Ein Leben lang auf dem Klinikgelände

Martina Matthies ist Pflegekraft mit Leib und Seele. Die Stationsleiterin am Sana Klinikum Remscheid kennt ihren Arbeitsplatz so gut wie niemand sonst, denn sie ist auf dem Gelände aufgewachsen – und hat es seit 49 Jahren nicht verlassen.

Ein Leben lang auf dem Klinikgelände

Ein Leben lang auf dem Klinikgelände

Ein Leben lang auf dem Klinikgelände

Ein Leben lang auf dem Klinikgelände

Ein Leben lang auf dem Klinikgelände

Ein Leben lang auf dem Klinikgelände

Ein Leben lang auf dem Klinikgelände

Ein Leben lang auf dem Klinikgelände

Ein Leben lang auf dem Klinikgelände

Wenn Martina Matthies von „ihrem Wohnzimmer“ spricht, erzählt sie nicht von der bequemen Couchgarnitur, der Schrankwand oder dem großen Flachbildfernseher.
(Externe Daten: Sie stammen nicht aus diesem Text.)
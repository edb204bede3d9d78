//! Operation counters for the resolver.
//!
//! Always-on relaxed atomics shared through the resolver context. Tests
//! assert on counter deltas the same way the operation contracts are
//! phrased: "a cache hit performs zero store reads".

use std::sync::atomic::{AtomicU64, Ordering};

use serde::Serialize;

/// Counters for resolver store traffic.
#[derive(Debug, Default)]
pub struct ResolverMetrics {
    directory_read: AtomicU64,
    resolver_state_read: AtomicU64,
    commit: AtomicU64,
    wait_directory_resolve: AtomicU64,
}

/// Point-in-time snapshot of [`ResolverMetrics`].
#[derive(Debug, Clone, Copy, PartialEq, Eq, Serialize)]
pub struct MetricsSnapshot {
    pub directory_read: u64,
    pub resolver_state_read: u64,
    pub commit: u64,
    pub wait_directory_resolve: u64,
}

impl ResolverMetrics {
    /// Create zeroed counters.
    #[must_use]
    pub fn new() -> Self {
        Self::default()
    }

    /// Record a read of a forward or reverse directory entry.
    pub fn record_directory_read(&self) {
        self.directory_read.fetch_add(1, Ordering::Relaxed);
    }

    /// Record a read of the resolver state record.
    pub fn record_state_read(&self) {
        self.resolver_state_read.fetch_add(1, Ordering::Relaxed);
    }

    /// Record a committed mutating transaction.
    pub fn record_commit(&self) {
        self.commit.fetch_add(1, Ordering::Relaxed);
    }

    /// Record one resolve call waiting on the directory.
    pub fn record_wait_directory_resolve(&self) {
        self.wait_directory_resolve.fetch_add(1, Ordering::Relaxed);
    }

    /// Read all counters.
    #[must_use]
    pub fn snapshot(&self) -> MetricsSnapshot {
        MetricsSnapshot {
            directory_read: self.directory_read.load(Ordering::Relaxed),
            resolver_state_read: self.resolver_state_read.load(Ordering::Relaxed),
            commit: self.commit.load(Ordering::Relaxed),
            wait_directory_resolve: self.wait_directory_resolve.load(Ordering::Relaxed),
        }
    }

    /// Zero all counters (tests/diagnostics).
    pub fn reset(&self) {
        self.directory_read.store(0, Ordering::Relaxed);
        self.resolver_state_read.store(0, Ordering::Relaxed);
        self.commit.store(0, Ordering::Relaxed);
        self.wait_directory_resolve.store(0, Ordering::Relaxed);
    }
}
Ihr Wohnzimmer, das ist ein Ort des Helfens und Heilens, ein Raum, in dem Menschen im Mittelpunkt stehen. „Das Krankenhaus ist mein Wohnzimmer“, sagt die 50-Jährige, die 49 Jahre ihres Lebens auf dem Klinikgelände verbracht hat und nicht daran denkt, das jemals zu ändern.
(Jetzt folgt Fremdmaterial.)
//! In-memory serializable store.
//!
//! Optimistic concurrency over a shared ordered map: each transaction reads
//! from an immutable snapshot taken at begin, buffers its writes, and
//! validates its read set at commit against everything committed since the
//! snapshot (first-committer-wins). A transaction whose reads were
//! invalidated fails with a transient `CommitConflict` and is retried by
//! [`crate::run`].
//!
//! Conflict detection is key-granular, with range reads validated against
//! per-key write versions so phantom inserts into a read range are caught.

use std::collections::{BTreeMap, HashSet};
use std::sync::Arc;

use keymint_error::{KeymintError, Result};
use parking_lot::Mutex;
use tracing::trace;

use crate::txn::{Transaction, TransactionOptions, TransactionalStore};

type Snapshot = Arc<BTreeMap<Vec<u8>, Vec<u8>>>;

struct StoreInner {
    data: Snapshot,
    /// Commit sequence that last wrote each key (including deletes).
    versions: BTreeMap<Vec<u8>, u64>,
    commit_seq: u64,
}

/// Shared in-memory store; cheap to clone, all clones see one key space.
///
/// Tests model separate processes as separate resolver contexts over one
/// `MemoryStore`.
#[derive(Clone)]
pub struct MemoryStore {
    inner: Arc<Mutex<StoreInner>>,
}

impl MemoryStore {
    /// Create an empty store.
    #[must_use]
    pub fn new() -> Self {
        Self {
            inner: Arc::new(Mutex::new(StoreInner {
                data: Arc::new(BTreeMap::new()),
                versions: BTreeMap::new(),
                commit_seq: 0,
            })),
        }
    }

    /// Number of keys currently committed (diagnostics).
    #[must_use]
    pub fn len(&self) -> usize {
        self.inner.lock().data.len()
    }

    /// Whether the store holds no committed keys.
    #[must_use]
    pub fn is_empty(&self) -> bool {
        self.len() == 0
    }
}

impl Default for MemoryStore {
    fn default() -> Self {
        Self::new()
    }
}

impl TransactionalStore for MemoryStore {
    fn begin(&self, opts: TransactionOptions) -> Result<Box<dyn Transaction>> {
        opts.check()?;
        let inner = self.inner.lock();
        Ok(Box::new(MemTransaction {
            store: Arc::clone(&self.inner),
            snapshot: Arc::clone(&inner.data),
            snapshot_seq: inner.commit_seq,
            writes: BTreeMap::new(),
            cleared: Vec::new(),
            read_keys: HashSet::new(),
            read_ranges: Vec::new(),
            opts,
        }))
    }
}

struct MemTransaction {
    store: Arc<Mutex<StoreInner>>,
    snapshot: Snapshot,
    snapshot_seq: u64,
    /// Buffered writes; `None` is a delete.
    writes: BTreeMap<Vec<u8>, Option<Vec<u8>>>,
    /// Ranges cleared by this transaction, in application order before
    /// any later point writes.
    cleared: Vec<(Vec<u8>, Vec<u8>)>,
    read_keys: HashSet<Vec<u8>>,
    read_ranges: Vec<(Vec<u8>, Vec<u8>)>,
    opts: TransactionOptions,
}

fn in_range(key: &[u8], lo: &[u8], hi: &[u8]) -> bool {
    key >= lo && key < hi
}

impl Transaction for MemTransaction {
    fn get(&mut self, key: &[u8]) -> Result<Option<Vec<u8>>> {
        self.opts.check()?;
        if let Some(buffered) = self.writes.get(key) {
            return Ok(buffered.clone());
        }
        if self.cleared.iter().any(|(lo, hi)| in_range(key, lo, hi)) {
            return Ok(None);
        }
        self.read_keys.insert(key.to_vec());
        Ok(self.snapshot.get(key).cloned())
    }

    fn set(&mut self, key: &[u8], value: &[u8]) {
        self.writes.insert(key.to_vec(), Some(value.to_vec()));
    }

    fn clear(&mut self, key: &[u8]) {
        self.writes.insert(key.to_vec(), None);
    }

    fn clear_range(&mut self, lo: &[u8], hi: &[u8]) {
        self.writes.retain(|key, _| !in_range(key, lo, hi));
        self.cleared.push((lo.to_vec(), hi.to_vec()));
    }

    fn get_range(&mut self, lo: &[u8], hi: &[u8], limit: usize) -> Result<Vec<(Vec<u8>, Vec<u8>)>> {
        self.opts.check()?;
        self.read_ranges.push((lo.to_vec(), hi.to_vec()));

        let mut merged: BTreeMap<Vec<u8>, Vec<u8>> = self
            .snapshot
            .range(lo.to_vec()..hi.to_vec())
            .filter(|(key, _)| {
                !self
                    .cleared
                    .iter()
                    .any(|(clo, chi)| in_range(key, clo, chi))
            })
            .map(|(key, value)| (key.clone(), value.clone()))
            .collect();
        for (key, write) in self.writes.range(lo.to_vec()..hi.to_vec()) {
            match write {
                Some(value) => {
                    merged.insert(key.clone(), value.clone());
                }
                None => {
                    merged.remove(key);
                }
            }
        }
        Ok(merged.into_iter().take(limit).collect())
    }

    fn commit(self: Box<Self>) -> Result<()> {
        let MemTransaction {
            store,
            snapshot: _,
            snapshot_seq,
            writes,
            cleared,
            read_keys,
            read_ranges,
            opts,
        } = *self;
        opts.check()?;
        let mut inner = store.lock();

        // Read-only transactions observed a consistent snapshot; nothing to
        // validate or publish.
        if writes.is_empty() && cleared.is_empty() {
            return Ok(());
        }

        let invalidated_key = read_keys.iter().any(|key| {
            inner
                .versions
                .get(key)
                .is_some_and(|&seq| seq > snapshot_seq)
        });
        if invalidated_key {
            trace!(snapshot_seq, "read key invalidated");
            return Err(KeymintError::CommitConflict);
        }
        for (lo, hi) in &read_ranges {
            let invalidated = inner
                .versions
                .range(lo.clone()..hi.clone())
                .any(|(_, &seq)| seq > snapshot_seq);
            if invalidated {
                trace!(snapshot_seq, "read range invalidated");
                return Err(KeymintError::CommitConflict);
            }
        }

        let seq = inner.commit_seq + 1;
        let mut data = (*inner.data).clone();
        for (lo, hi) in &cleared {
            let doomed: Vec<Vec<u8>> = data
                .range(lo.clone()..hi.clone())
                .map(|(key, _)| key.clone())
                .collect();
            for key in doomed {
                data.remove(&key);
                inner.versions.insert(key, seq);
            }
        }
        for (key, write) in writes {
            match write {
                Some(value) => {
                    data.insert(key.clone(), value);
                }
                None => {
                    data.remove(&key);
                }
            }
            inner.versions.insert(key, seq);
        }
        inner.data = Arc::new(data);
        inner.commit_seq = seq;
        Ok(())
    }
}

#[cfg(test)]
mod tests {
    use std::sync::atomic::{AtomicBool, Ordering};
    use std::time::Duration;

    use keymint_error::ErrorKind;

    use super::*;
    use crate::txn::run;

    fn begin(store: &MemoryStore) -> Box<dyn Transaction> {
        store.begin(TransactionOptions::default()).unwrap()
    }

    #[test]
    fn reads_observe_own_writes() {
        let store = MemoryStore::new();
        let mut txn = begin(&store);
        assert_eq!(txn.get(b"k").unwrap(), None);
        txn.set(b"k", b"v");
        assert_eq!(txn.get(b"k").unwrap(), Some(b"v".to_vec()));
        txn.clear(b"k");
        assert_eq!(txn.get(b"k").unwrap(), None);
    }

    #[test]
    fn committed_writes_are_visible_to_later_transactions() {
        let store = MemoryStore::new();
        let mut txn = begin(&store);
        txn.set(b"k", b"v");
        txn.commit().unwrap();

        let mut txn = begin(&store);
        assert_eq!(txn.get(b"k").unwrap(), Some(b"v".to_vec()));
    }

    #[test]
    fn snapshot_isolation_hides_concurrent_commits() {
        let store = MemoryStore::new();
        let mut reader = begin(&store);

        let mut writer = begin(&store);
        writer.set(b"k", b"v");
        writer.commit().unwrap();

        assert_eq!(reader.get(b"k").unwrap(), None, "snapshot predates the write");
        reader.commit().unwrap();
    }

    #[test]
    fn first_committer_wins_on_read_write_race() {
        let store = MemoryStore::new();

        let mut a = begin(&store);
        let mut b = begin(&store);
        assert_eq!(a.get(b"counter").unwrap(), None);
        assert_eq!(b.get(b"counter").unwrap(), None);
        a.set(b"counter", b"1");
        b.set(b"counter", b"1");

        a.commit().unwrap();
        let err = b.commit().unwrap_err();
        assert_eq!(err.kind(), ErrorKind::CommitConflict);
        assert!(err.is_transient());
    }

    #[test]
    fn phantom_insert_into_read_range_conflicts() {
        let store = MemoryStore::new();

        let mut scanner = begin(&store);
        assert!(scanner.get_range(b"a", b"z", 100).unwrap().is_empty());

        let mut inserter = begin(&store);
        inserter.set(b"m", b"phantom");
        inserter.commit().unwrap();

        scanner.set(b"result", b"empty");
        let err = scanner.commit().unwrap_err();
        assert_eq!(err.kind(), ErrorKind::CommitConflict);
    }

    #[test]
    fn blind_writes_do_not_conflict() {
        let store = MemoryStore::new();
        let mut a = begin(&store);
        let mut b = begin(&store);
        a.set(b"x", b"a");
        b.set(b"y", b"b");
        a.commit().unwrap();
        b.commit().unwrap();
    }

    #[test]
    fn clear_range_deletes_committed_keys() {
        let store = MemoryStore::new();
        let mut txn = begin(&store);
        txn.set(b"a1", b"1");
        txn.set(b"a2", b"2");
        txn.set(b"b1", b"3");
        txn.commit().unwrap();

        let mut txn = begin(&store);
        txn.clear_range(b"a", b"b");
        txn.commit().unwrap();

        let mut txn = begin(&store);
        assert_eq!(txn.get(b"a1").unwrap(), None);
        assert_eq!(txn.get(b"a2").unwrap(), None);
        assert_eq!(txn.get(b"b1").unwrap(), Some(b"3".to_vec()));
    }

    #[test]
    fn set_after_clear_range_wins() {
        let store = MemoryStore::new();
        let mut txn = begin(&store);
        txn.set(b"a1", b"old");
        txn.commit().unwrap();

        let mut txn = begin(&store);
        txn.clear_range(b"a", b"b");
        txn.set(b"a1", b"new");
        assert_eq!(txn.get(b"a1").unwrap(), Some(b"new".to_vec()));
        txn.commit().unwrap();

        let mut txn = begin(&store);
        assert_eq!(txn.get(b"a1").unwrap(), Some(b"new".to_vec()));
    }

    #[test]
    fn get_range_merges_buffered_writes() {
        let store = MemoryStore::new();
        let mut txn = begin(&store);
        txn.set(b"a", b"1");
        txn.set(b"c", b"3");
        txn.commit().unwrap();

        let mut txn = begin(&store);
        txn.set(b"b", b"2");
        txn.clear(b"c");
        let got = txn.get_range(b"a", b"z", 100).unwrap();
        assert_eq!(
            got,
            vec![
                (b"a".to_vec(), b"1".to_vec()),
                (b"b".to_vec(), b"2".to_vec()),
            ]
        );
    }

    #[test]
    fn cancellation_aborts_before_commit() {
        let store = MemoryStore::new();
        let cancel = Arc::new(AtomicBool::new(false));
        let mut txn = store
            .begin(TransactionOptions::with_cancel(Arc::clone(&cancel)))
            .unwrap();
        txn.set(b"k", b"v");
        cancel.store(true, Ordering::Relaxed);
        let err = txn.commit().unwrap_err();
        assert_eq!(err.kind(), ErrorKind::Cancelled);

        let mut check = begin(&store);
        assert_eq!(check.get(b"k").unwrap(), None, "nothing was committed");
    }

    #[test]
    fn expired_deadline_surfaces_timeout() {
        let store = MemoryStore::new();
        let opts = TransactionOptions::with_timeout(Duration::ZERO);
        std::thread::sleep(Duration::from_millis(1));
        let err = match store.begin(opts) {
            Err(err) => err,
            Ok(mut txn) => txn.get(b"k").unwrap_err(),
        };
        assert_eq!(err.kind(), ErrorKind::Timeout);
    }

    #[test]
    fn run_retries_transient_conflicts() {
        let store = MemoryStore::new();
        let mut txn = begin(&store);
        txn.set(b"k", b"0");
        txn.commit().unwrap();

        let mut attempts = 0;
        let value = run(&store, &TransactionOptions::default(), |txn| {
            attempts += 1;
            let read = txn.get(b"k")?.unwrap_or_default();
            if attempts == 1 {
                // Invalidate our own read from a side transaction.
                let mut side = begin(&store);
                side.set(b"k", b"interfering");
                side.commit().unwrap();
            }
            txn.set(b"k", b"done");
            Ok(read)
        })
        .unwrap();

        assert_eq!(attempts, 2, "first attempt conflicts, second succeeds");
        assert_eq!(value, b"interfering".to_vec());
    }

    #[test]
    fn run_surfaces_non_transient_errors() {
        let store = MemoryStore::new();
        let err = run::<(), _>(&store, &TransactionOptions::default(), |_| {
            Err(KeymintError::NotWritable)
        })
        .unwrap_err();
        assert_eq!(err.kind(), ErrorKind::Locked);
    }
}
KLINIKGELÄNDE IST EIN RIESIGER ABENTEUERSPIELPLATZ

Die kleine Martina war gerade ein Jahr alt, als sie mit ihren Eltern in das Personalhaus an der Burger Straße zog. Mutter Inge hatte eine Stelle in der Wäscherei angenommen, Vater Arnold arbeitete als Gärtner für die „Krankenanstalten der Stadt Remscheid“, wie die Klinik damals hieß.  „Das Krankenhaus am Rande der Stadt, wie es die Bürger nannten, war eine Insel. Ein riesiger Spielplatz eingebettet in einen gigantischen Park“, erinnert sich Matthies. Autos gab es nicht, nur Elektrofahrzeuge. So konnten die 27 Kinder, die auf dem Gelände wohnten, wunderbar toben und eine Welt entdecken, die für sie spannender nicht sein konnte. Der Reiz dieses Ortes blieb auch den Kindern in der Stadt nicht lange verborgen. So kamen sie, um zu spielen – die Arbeiterkinder mit den Kindern der Chefärzte. „Das war eine richtige Rasselbande. Wir haben zusammengehalten wie Pech und Schwefel. Und natürlich haben wir Unsinn gemacht.“

An eine Begebenheit erinnert sich Matthies noch ganz genau: „Auf dem Gelände gab es einen Meerschweinchen-Stall mit Glasscheibe zum Durchschauen. Manchmal haben  wir die Meerschweinchen heimlich rausgeholt, um sie zu streicheln. Als wir sie zurück in den Stall legten, wussten wir nicht mehr, ob wir ein Männchen oder Weibchen genommen hatten und in welche Hälfte des Stalls wir das Tier zurücklegen mussten. Später wunderten sich alle, warum die Weibchen so viele Junge bekamen.“

DIE BESTE FLEISCHWURST MACHTE DER KLINIK-METZGER PERSÖNLICH

Heute wäre Tierhaltung auf einem Klinikgelände undenkbar – damals war sie selbstverständlich. So wurden in der Parkanlage am Rande der Stadt Schweine gehalten, gemästet und geschlachtet. Der Metzger befand sich direkt nebenan, unweit des Bettenhauses. „Den Geschmack der Fleischwurst, wie ich sie als Kind gegessen habe, habe ich nie wieder gefunden“, sagt Matthies.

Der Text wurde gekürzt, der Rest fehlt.